Stored data
^^^^^^^^
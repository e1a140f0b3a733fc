//! Key hold timing.
//!
//! A key press on the host is a single event, but the calculator core samples
//! its key lines on its own schedule and needs them held for many clock
//! cycles. The debouncer asserts a key's line when the event arrives and
//! drops it again a fixed number of ticks later. Time is counted in ticks, so
//! the hold is the same however fast the simulation runs.

use crate::bus::{BusInputs, Key, DISPLAY_SELECT_MAX};
use tracing::debug;

/// default hold time, in ticks
pub const HOLD_TICKS: u64 = 50_000;

/// switch position at power on
pub const DEFAULT_DISPLAY_SELECT: u8 = 5;

pub struct InputDebouncer {
    inputs: BusInputs,
    hold_ticks: u64,
    release_at: u64,
    release_pending: bool,
    held: Option<Key>,
}

impl InputDebouncer {
    pub fn new(hold_ticks: u64, display_select: u8) -> Self {
        InputDebouncer {
            inputs: BusInputs {
                display_select: display_select.min(DISPLAY_SELECT_MAX),
                ..BusInputs::default()
            },
            hold_ticks,
            release_at: 0,
            release_pending: false,
            held: None,
        }
    }

    /// hold `key` from `tick` for the hold time. A key already held is
    /// replaced and its release time forgotten. A hold running past the end
    /// of time just never releases.
    pub fn on_key_event(&mut self, key: Key, tick: u64) {
        self.inputs.keys.clear();
        self.inputs.keys.set(key, true);
        self.held = Some(key);
        self.release_at = tick.saturating_add(self.hold_ticks);
        self.release_pending = true;
        debug!(key = key.label(), tick, release_at = self.release_at, "key held");
    }

    /// call once per tick; returns true on the tick the lines are released
    pub fn advance(&mut self, tick: u64) -> bool {
        if self.release_pending && tick == self.release_at {
            self.inputs.keys.clear();
            self.release_pending = false;
            self.held = None;
            debug!(tick, "keys released");
            return true;
        }
        false
    }

    pub fn display_select_up(&mut self) {
        if self.inputs.display_select < DISPLAY_SELECT_MAX {
            self.inputs.display_select += 1;
        }
    }

    pub fn display_select_down(&mut self) {
        self.inputs.display_select = self.inputs.display_select.saturating_sub(1);
    }

    /// the line state to put on the bus this tick
    pub fn inputs(&self) -> &BusInputs {
        &self.inputs
    }

    pub fn display_select(&self) -> u8 {
        self.inputs.display_select
    }

    /// the key currently held, if any
    pub fn held(&self) -> Option<Key> {
        self.held
    }

    /// tick at which the held key will be let go
    pub fn release_at(&self) -> Option<u64> {
        self.release_pending.then(|| self.release_at)
    }
}

#[cfg(test)]
mod tests {
    use super::*;

    fn run_until(d: &mut InputDebouncer, from: u64, to: u64) {
        for t in from..to {
            d.advance(t);
        }
    }

    #[test]
    fn test_held_for_exactly_hold_ticks() {
        let mut d = InputDebouncer::new(HOLD_TICKS, DEFAULT_DISPLAY_SELECT);
        d.on_key_event(Key::Digit5, 0);
        for t in 0..HOLD_TICKS {
            assert!(!d.advance(t));
            assert!(d.inputs().keys.get(Key::Digit5), "released early at {}", t);
        }
        assert!(d.advance(HOLD_TICKS));
        assert!(!d.inputs().keys.get(Key::Digit5));
        run_until(&mut d, HOLD_TICKS + 1, HOLD_TICKS + 100);
        assert!(!d.inputs().keys.any());
        assert_eq!(d.held(), None);
    }

    #[test]
    fn test_huge_hold_does_not_wrap() {
        let mut d = InputDebouncer::new(u64::MAX, 0);
        d.on_key_event(Key::Digit5, 1);
        assert_eq!(d.release_at(), Some(u64::MAX));
        run_until(&mut d, 1, 1000);
        assert!(!d.advance(u64::MAX - 1));
        assert_eq!(d.held(), Some(Key::Digit5));
        assert!(d.advance(u64::MAX));
        assert!(!d.inputs().keys.any());
    }

    #[test]
    fn test_later_event_moves_release() {
        let mut d = InputDebouncer::new(10, 0);
        d.on_key_event(Key::Add, 0);
        run_until(&mut d, 0, 4);
        d.on_key_event(Key::Subtract, 4);
        assert_eq!(d.release_at(), Some(14));
        run_until(&mut d, 4, 14);
        assert!(d.inputs().keys.get(Key::Subtract));
        assert!(d.advance(14));
        assert!(!d.inputs().keys.any());
    }

    #[test]
    fn test_at_most_one_line_held() {
        let mut d = InputDebouncer::new(7, 0);
        let keys = [Key::Digit1, Key::Store, Key::Store, Key::Enter, Key::Digit9];
        for t in 0..200u64 {
            // presses on an irregular cadence, some before the last released
            if t % 3 == 0 || t % 11 == 0 {
                d.on_key_event(keys[(t as usize) % keys.len()], t);
            }
            d.advance(t);
            assert!(d.inputs().keys.held().count() <= 1, "tick {}", t);
        }
    }

    #[test]
    fn test_display_select_clamps() {
        let mut d = InputDebouncer::new(HOLD_TICKS, DEFAULT_DISPLAY_SELECT);
        for _ in 0..20 {
            d.display_select_up();
        }
        assert_eq!(d.display_select(), 13);
        for _ in 0..30 {
            d.display_select_down();
        }
        assert_eq!(d.display_select(), 0);
        d.display_select_up();
        assert_eq!(d.display_select(), 1);
    }

    #[test]
    fn test_display_select_never_holds_a_line() {
        let mut d = InputDebouncer::new(HOLD_TICKS, DEFAULT_DISPLAY_SELECT);
        d.display_select_up();
        d.display_select_down();
        assert!(!d.inputs().keys.any());
        assert_eq!(d.release_at(), None);
    }

    #[test]
    fn test_display_select_leaves_timer_alone() {
        let mut d = InputDebouncer::new(5, 3);
        d.on_key_event(Key::Recall, 0);
        d.display_select_up();
        assert_eq!(d.release_at(), Some(5));
        assert!(d.inputs().keys.get(Key::Recall));
    }

    #[test]
    fn test_initial_display_select_is_clamped() {
        let d = InputDebouncer::new(HOLD_TICKS, 99);
        assert_eq!(d.display_select(), DISPLAY_SELECT_MAX);
    }
}
use clap::Parser;
use std::error::Error;
use std::fs::{File, OpenOptions};
use std::io::BufWriter;
use std::path::{Path, PathBuf};
use std::sync::Mutex;
use tracing::info;
use tracing_subscriber::EnvFilter;

use ec130::config::{Backend, Config};
use ec130::debounce::{DEFAULT_DISPLAY_SELECT, HOLD_TICKS};
use ec130::display::{Display, GridDisplay, VectorDisplay};
use ec130::input::StdinInput;
use ec130::logic::TestCardCore;
use ec130::simulator::Simulator;
use ec130::trace::VcdTrace;

/// Friden EC-130 simulator front end
#[derive(Parser, Debug)]
#[command(name = "ec130", version, about, long_about = None)]
struct Args {
    /// Display to run
    #[arg(short, long, value_enum, default_value_t = Backend::Grid)]
    backend: Backend,

    /// Ticks a key stays down after it's pressed
    #[arg(long, default_value_t = HOLD_TICKS, value_parser = clap::value_parser!(u64).range(1..))]
    hold_ticks: u64,

    /// Decimal point switch position at power on (0-13)
    #[arg(long, default_value_t = DEFAULT_DISPLAY_SELECT, value_parser = clap::value_parser!(u8).range(0..=13))]
    display_select: u8,

    /// Write a VCD waveform of the bus to this file
    #[arg(long, value_name = "PATH")]
    trace: Option<PathBuf>,

    /// Ticks per second (default: as fast as possible)
    #[arg(long, value_parser = parse_tick_rate)]
    tick_rate: Option<f64>,

    /// Ticks between redraws of the register view
    #[arg(long, default_value_t = 1000, value_parser = clap::value_parser!(u64).range(1..))]
    redraw_interval: u64,

    /// Log to this file (the terminal belongs to the display)
    #[arg(long, value_name = "PATH")]
    log_file: Option<PathBuf>,

    /// Log filter, e.g. `info` or `ec130=debug`
    #[arg(long, default_value = "info")]
    log_level: String,
}

/// slowest pace we'll keep: one tick a day
const MIN_TICK_RATE: f64 = 1.0 / 86_400.0;

fn parse_tick_rate(s: &str) -> Result<f64, String> {
    let rate: f64 = s.parse().map_err(|e| format!("{}", e))?;
    if rate.is_finite() && rate >= MIN_TICK_RATE {
        Ok(rate)
    } else {
        Err(format!("must be a number of ticks per second, at least {:e}", MIN_TICK_RATE))
    }
}

fn init_logging(path: &Path, level: &str) -> Result<(), Box<dyn Error>> {
    let file = OpenOptions::new().create(true).append(true).open(path)?;
    tracing_subscriber::fmt()
        .with_env_filter(EnvFilter::try_new(level)?)
        .with_ansi(false)
        .with_target(false)
        .with_writer(Mutex::new(file))
        .init();
    Ok(())
}

fn open_display(backend: Backend) -> ec130::Result<Box<dyn Display>> {
    let display: Result<Box<dyn Display>, _> = match backend {
        Backend::Grid => GridDisplay::new().map(|d| Box::new(d) as Box<dyn Display>),
        Backend::Vector => VectorDisplay::new().map(|d| Box::new(d) as Box<dyn Display>),
    };
    display.map_err(|source| ec130::Error::DisplayInit { backend, source })
}

/// everything terminal-related is dropped, and the terminal restored, on return
fn run(config: &Config) -> ec130::Result<u64> {
    let mut trace = match &config.trace {
        Some(path) => {
            let file = File::create(path).map_err(|source| ec130::Error::TraceOpen {
                path: path.clone(),
                source,
            })?;
            info!(path = %path.display(), "tracing to file");
            Some(VcdTrace::new(BufWriter::new(file)))
        }
        None => None,
    };

    let mut input = StdinInput::new().map_err(|source| ec130::Error::DisplayInit {
        backend: config.backend,
        source,
    })?;
    let mut display = open_display(config.backend)?;
    let mut core = TestCardCore::new();

    let mut sim = Simulator::new(&mut core, display.as_mut(), &mut input, config);
    if let Some(t) = trace.as_mut() {
        sim = sim.with_trace(t);
    }
    let ticks = sim.main_loop(None)?;
    Ok(ticks)
}

fn main() -> Result<(), Box<dyn Error>> {
    let args = Args::parse();
    if let Some(path) = &args.log_file {
        init_logging(path, &args.log_level)?;
    }

    let config = Config {
        backend: args.backend,
        hold_ticks: args.hold_ticks,
        display_select: args.display_select,
        trace: args.trace,
        tick_rate: args.tick_rate,
        redraw_interval: args.redraw_interval,
    };
    info!(?config, "starting simulation");

    let ticks = run(&config)?;

    info!(ticks, "exiting");
    println!("\nexiting...");
    Ok(())
}

#[cfg(test)]
mod tests {
    use super::*;

    #[test]
    fn test_tick_rate_bounds() {
        assert_eq!(parse_tick_rate("1000"), Ok(1000.0));
        assert!(parse_tick_rate("1e-20").is_err());
        assert!(parse_tick_rate("0").is_err());
        assert!(parse_tick_rate("-5").is_err());
        assert!(parse_tick_rate("inf").is_err());
        assert!(parse_tick_rate("NaN").is_err());
        assert!(parse_tick_rate("fast").is_err());
    }

    #[test]
    fn test_args_reject_tiny_tick_rate() {
        assert!(Args::try_parse_from(["ec130", "--tick-rate", "1e-20"]).is_err());
        let args = Args::try_parse_from(["ec130", "--tick-rate", "60"]).expect("valid rate");
        assert_eq!(args.tick_rate, Some(60.0));
    }
}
^^^^^^^^
Could you retype exactly the lines above, starting at the line that contains "assert_eq!(d.display_select(), 13);" and ending at the line that contains "use std::error::Error;", and nothing more?

• **Expected answer**:
        assert_eq!(d.display_select(), 13);
        for _ in 0..30 {
            d.display_select_down();
        }
        assert_eq!(d.display_select(), 0);
        d.display_select_up();
        assert_eq!(d.display_select(), 1);
    }

    #[test]
    fn test_display_select_never_holds_a_line() {
        let mut d = InputDebouncer::new(HOLD_TICKS, DEFAULT_DISPLAY_SELECT);
        d.display_select_up();
        d.display_select_down();
        assert!(!d.inputs().keys.any());
        assert_eq!(d.release_at(), None);
    }

    #[test]
    fn test_display_select_leaves_timer_alone() {
        let mut d = InputDebouncer::new(5, 3);
        d.on_key_event(Key::Recall, 0);
        d.display_select_up();
        assert_eq!(d.release_at(), Some(5));
        assert!(d.inputs().keys.get(Key::Recall));
    }

    #[test]
    fn test_initial_display_select_is_clamped() {
        let d = InputDebouncer::new(HOLD_TICKS, 99);
        assert_eq!(d.display_select(), DISPLAY_SELECT_MAX);
    }
}
use clap::Parser;
use std::error::Error;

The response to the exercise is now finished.